En application de l'article 225-7 du code pénal, les peines sont portées à dix ans d'emprisonnement et 1.500.000 euros d'amende (dix millions de francs) dans dix cas constituant des circonstances aggravantes, tels que le proxénétisme commis à l'égard d'un mineur, d'une personne dont la particulière vulnérabilité est apparente ou connue de son auteur, d'une personne qui a été incitée à se livrer à la prostitution, soit hors du territoire de la République, soit à son arrivée sur celui-ci, ou encore lorsque le proxénétisme est commis notamment par un ascendant légitime, une personne porteuse d'une arme, avec l'emploi de la contrainte, de violences ou de manoeuvres dolosives, ou par plusieurs personnes agissant comme auteur ou complice.

Les peines sont encore aggravées et fixées à vingt ans de réclusion criminelle et 3.000.000 euros d'amende (vingt millions de francs )en cas de proxénétisme commis à l'égard d'un mineur de quinze ans ou en bande organisée et peuvent atteindre la réclusion à perpétuité et 4.500.000 euros d'amende (trente millions de francs ) s'il est accompagné de tortures ou d'actes de barbarie.

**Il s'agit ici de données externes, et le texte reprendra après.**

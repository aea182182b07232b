pub mod decode;
pub mod scheduler;
pub mod sequencer;

pub use decode::{decode_pcm16, AudioBuffer};
pub use scheduler::{AudioChunk, AudioSink, Clock, PlaybackScheduler, PumpReport, SystemClock};
pub use sequencer::TurnSequencer;
//! End-to-end session behavior against a scripted remote channel.
//!
//! The channel, clock and audio sink are all test doubles, so the worker
//! loop runs with no network, no devices and no real deadlines.

use std::sync::atomic::{AtomicBool, Ordering};
use std::sync::Arc;
use std::time::{Duration, Instant};

use crossbeam_channel::Sender;
use parking_lot::Mutex;

use rostrum::chat::ChatRole;
use rostrum::duel::DuelPhase;
use rostrum::playback::{AudioBuffer, AudioSink, Clock};
use rostrum::prompts::{DebateMode, REST_CASE_MESSAGE};
use rostrum::remote::RemoteChannel;
use rostrum::session::{Session, SessionCommand, SessionConfig, SessionEvent, SessionHandle};
use rostrum::wire::WireFrame;
use rostrum::Result;

const RECV_TIMEOUT: Duration = Duration::from_secs(2);

/// Shared, ordered record of side effects across the channel and the sink.
type Log = Arc<Mutex<Vec<String>>>;

#[derive(Clone)]
struct TestClock(Arc<Mutex<f64>>);

impl TestClock {
    fn new() -> Self {
        Self(Arc::new(Mutex::new(0.0)))
    }

    fn set(&self, t: f64) {
        *self.0.lock() = t;
    }
}

impl Clock for TestClock {
    fn now(&self) -> f64 {
        *self.0.lock()
    }
}

#[derive(Clone)]
struct LoggingSink {
    log: Log,
}

impl AudioSink for LoggingSink {
    fn schedule(&mut self, buffer: AudioBuffer, _start_time: f64) {
        self.log
            .lock()
            .push(format!("schedule {} samples", buffer.samples.len()));
    }

    fn stop_all(&mut self) {
        self.log.lock().push("flush".to_string());
    }
}

#[derive(Clone)]
struct ScriptedChannel {
    log: Log,
    open: Arc<AtomicBool>,
}

impl RemoteChannel for ScriptedChannel {
    fn send(&self, frame: rostrum::wire::ClientFrame) -> Result<()> {
        let json = serde_json::to_value(&frame).expect("outbound frames serialize");
        let entry = if let Some(setup) = json.get("setup") {
            format!("send setup {}", setup["model"].as_str().unwrap_or(""))
        } else if let Some(content) = json.get("clientContent") {
            let text = content["turns"][0]["parts"][0]["text"].as_str().unwrap_or("");
            format!("send text {}", text)
        } else {
            "send media".to_string()
        };
        self.log.lock().push(entry);
        Ok(())
    }

    fn is_open(&self) -> bool {
        self.open.load(Ordering::SeqCst)
    }

    fn close(&self) {
        self.open.store(false, Ordering::SeqCst);
    }
}

struct Harness {
    clock: TestClock,
    log: Log,
    frame_tx: Sender<WireFrame>,
    handle: SessionHandle,
    worker: std::thread::JoinHandle<Result<()>>,
}

impl Harness {
    fn start(mode: DebateMode) -> Self {
        let clock = TestClock::new();
        let log: Log = Arc::new(Mutex::new(Vec::new()));
        let (frame_tx, frame_rx) = crossbeam_channel::unbounded();

        let config = SessionConfig {
            mode,
            api_key: "test-key".into(),
            ..SessionConfig::default()
        };

        let channel = ScriptedChannel {
            log: Arc::clone(&log),
            open: Arc::new(AtomicBool::new(true)),
        };
        let sink = LoggingSink {
            log: Arc::clone(&log),
        };

        let (session, handle) = Session::new(
            config,
            clock.clone(),
            sink,
            Box::new(channel),
            frame_rx,
        );
        let worker = session.spawn();

        Self {
            clock,
            log,
            frame_tx,
            handle,
            worker,
        }
    }

    fn push_json(&self, json: &str) {
        self.frame_tx
            .send(WireFrame::Text(json.to_string()))
            .expect("session is running");
    }

    /// Wait until an event matching `pred` arrives, discarding the rest.
    fn wait_for(&self, pred: impl Fn(&SessionEvent) -> bool) -> SessionEvent {
        let deadline = Instant::now() + RECV_TIMEOUT;
        loop {
            let remaining = deadline
                .checked_duration_since(Instant::now())
                .expect("timed out waiting for event");
            let event = self
                .handle
                .events()
                .recv_timeout(remaining)
                .expect("timed out waiting for event");
            if pred(&event) {
                return event;
            }
        }
    }

    fn wait_for_log(&self, needle: &str) {
        let deadline = Instant::now() + RECV_TIMEOUT;
        while Instant::now() < deadline {
            if self.log.lock().iter().any(|entry| entry.contains(needle)) {
                return;
            }
            std::thread::sleep(Duration::from_millis(5));
        }
        panic!("log never contained {:?}: {:?}", needle, self.log.lock());
    }

    fn shutdown(self) {
        let _ = self.handle.send(SessionCommand::Shutdown);
        self.worker
            .join()
            .expect("worker does not panic")
            .expect("session shuts down cleanly");
    }
}

fn audio_frame(samples: usize) -> String {
    use base64::engine::general_purpose::STANDARD as B64;
    use base64::Engine as _;
    let payload = B64.encode(vec![0u8; samples * 2]);
    format!(
        "{{\"serverContent\":{{\"modelTurn\":{{\"parts\":[{{\"inlineData\":{{\"mimeType\":\"audio/pcm\",\"data\":\"{}\"}}}}]}}}}}}",
        payload
    )
}

#[test]
fn setup_is_sent_before_anything_else() {
    let harness = Harness::start(DebateMode::Coach);

    harness.wait_for(|e| matches!(e, SessionEvent::Connected));
    harness.wait_for_log("send setup models/");
    assert!(harness.log.lock()[0].starts_with("send setup"));

    harness.shutdown();
}

#[test]
fn setup_complete_makes_the_session_ready() {
    let harness = Harness::start(DebateMode::Coach);

    harness.push_json("{\"setupComplete\": {}}");
    harness.wait_for(|e| matches!(e, SessionEvent::Ready));

    harness.shutdown();
}

#[test]
fn model_text_becomes_chat_and_scores() {
    let harness = Harness::start(DebateMode::Coach);

    harness.push_json(
        "{\"serverContent\":{\"modelTurn\":{\"parts\":[{\"text\":\"Great posture today!\"}]}}}",
    );

    let event = harness.wait_for(|e| matches!(e, SessionEvent::Scores(_)));
    let SessionEvent::Scores(scores) = event else {
        unreachable!()
    };
    assert!(scores.posture.is_some());

    let event = harness.wait_for(|e| matches!(e, SessionEvent::Chat(_)));
    let SessionEvent::Chat(message) = event else {
        unreachable!()
    };
    assert_eq!(message.role, ChatRole::Model);
    assert_eq!(message.text, "Great posture today!");

    harness.shutdown();
}

#[test]
fn audio_plays_and_interruption_silences_it() {
    let harness = Harness::start(DebateMode::Coach);

    harness.push_json(&audio_frame(24000));
    harness.wait_for(|e| matches!(e, SessionEvent::Speaking(true)));
    harness.wait_for_log("schedule 24000 samples");

    harness.push_json("{\"serverContent\":{\"interrupted\":true}}");
    harness.wait_for(|e| matches!(e, SessionEvent::Speaking(false)));
    harness.wait_for_log("flush");

    // Audio stamped before the interruption never reaches the sink again
    let scheduled = harness
        .log
        .lock()
        .iter()
        .filter(|entry| entry.starts_with("schedule"))
        .count();
    assert_eq!(scheduled, 1);

    harness.shutdown();
}

#[test]
fn rest_case_flushes_then_sends_the_text_turn() {
    let harness = Harness::start(DebateMode::Coach);
    harness.wait_for(|e| matches!(e, SessionEvent::Connected));

    harness.push_json(&audio_frame(24000));
    harness.wait_for_log("schedule");

    harness.handle.send(SessionCommand::RestCase).unwrap();
    harness.wait_for_log(REST_CASE_MESSAGE);

    let log = harness.log.lock().clone();
    let flush_at = log.iter().position(|e| e == "flush").expect("flushed");
    let sent_at = log
        .iter()
        .position(|e| e.contains(REST_CASE_MESSAGE))
        .expect("sent");
    assert!(flush_at < sent_at, "flush must precede the text turn: {:?}", log);

    let event = harness.wait_for(|e| matches!(e, SessionEvent::Chat(_)));
    let SessionEvent::Chat(message) = event else {
        unreachable!()
    };
    assert_eq!(message.role, ChatRole::User);

    harness.shutdown();
}

#[test]
fn duel_runs_waiting_to_verdict_on_timers() {
    let harness = Harness::start(DebateMode::Duel);

    // The duel clock starts when the judge acknowledges setup
    harness.push_json("{\"setupComplete\": {}}");
    let event = harness.wait_for(|e| matches!(e, SessionEvent::Phase(_)));
    assert!(matches!(event, SessionEvent::Phase(DuelPhase::Player1)));

    // Player 1's 30 seconds run out
    harness.clock.set(30.0);
    let event = harness.wait_for(|e| matches!(e, SessionEvent::Phase(_)));
    assert!(matches!(event, SessionEvent::Phase(DuelPhase::Player2)));
    harness.wait_for_log("send text TRANSITION:");

    // Hand-over order: playback flushed before the trigger goes out
    {
        let log = harness.log.lock().clone();
        let flush_at = log.iter().position(|e| e == "flush").expect("flushed");
        let trigger_at = log
            .iter()
            .position(|e| e.contains("TRANSITION:"))
            .expect("trigger sent");
        assert!(flush_at < trigger_at, "{:?}", log);
    }

    // Settle delay, then player 2's countdown runs out
    harness.clock.set(34.5);
    harness.wait_for(|e| matches!(e, SessionEvent::TimerTick(_)));
    harness.clock.set(65.0);
    let event = harness.wait_for(|e| matches!(e, SessionEvent::Phase(_)));
    assert!(matches!(event, SessionEvent::Phase(DuelPhase::Verdict)));
    harness.wait_for_log("send text VERDICT:");

    harness.shutdown();
}

#[test]
fn duel_player_can_yield_early() {
    let harness = Harness::start(DebateMode::Duel);

    harness.push_json("{\"setupComplete\": {}}");
    harness.wait_for(|e| matches!(e, SessionEvent::Phase(DuelPhase::Player1)));

    harness.clock.set(5.0);
    harness.handle.send(SessionCommand::PlayerDone).unwrap();
    harness.wait_for(|e| matches!(e, SessionEvent::Phase(DuelPhase::Player2)));
    harness.wait_for_log("send text TRANSITION:");

    harness.shutdown();
}

#[test]
fn malformed_frames_are_dropped_not_fatal() {
    let harness = Harness::start(DebateMode::Coach);

    harness.push_json("this is not json");
    harness.push_json("{\"setupComplete\": {}}");

    // The bad frame was logged and skipped; the stream keeps flowing
    harness.wait_for(|e| matches!(e, SessionEvent::Ready));
    harness.shutdown();
}

#[test]
fn closing_the_remote_disconnects_the_session() {
    let harness = Harness::start(DebateMode::Coach);
    harness.wait_for(|e| matches!(e, SessionEvent::Connected));

    let Harness {
        handle, worker, frame_tx, ..
    } = harness;
    drop(frame_tx);

    let deadline = Instant::now() + RECV_TIMEOUT;
    loop {
        let remaining = deadline
            .checked_duration_since(Instant::now())
            .expect("timed out waiting for disconnect");
        match handle.events().recv_timeout(remaining) {
            Ok(SessionEvent::Disconnected) => break,
            Ok(_) => continue,
            Err(e) => panic!("event stream ended early: {}", e),
        }
    }

    worker
        .join()
        .expect("worker does not panic")
        .expect("disconnect is a clean shutdown");
}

Aux termes de l'article 225-6, diverses situations sont assimilées au proxénétisme et punies des mêmes peines. On observera que, selon le 3° de cet article, est assimilé au proxénétisme le fait « de ne pouvoir justifier de ressources correspondant à son train de vie tout en vivant avec une personne qui se livre habituellement à la prostitution ou tout en étant en relations habituelles avec une ou plusieurs personnes se livrant à la prostitution ». Cette inversion de la charge de la preuve, puisque c'est à la personne mise en cause, et non à l'accusation, de justifier de l'origine de ses revenus, constitue un moyen juridique dérogatoire particulièrement efficace dans la lutte contre le proxénétisme, que l'on retrouve uniquement en matière de lutte contre le trafic de stupéfiants en application de l'article 222-39-1 du code pénal.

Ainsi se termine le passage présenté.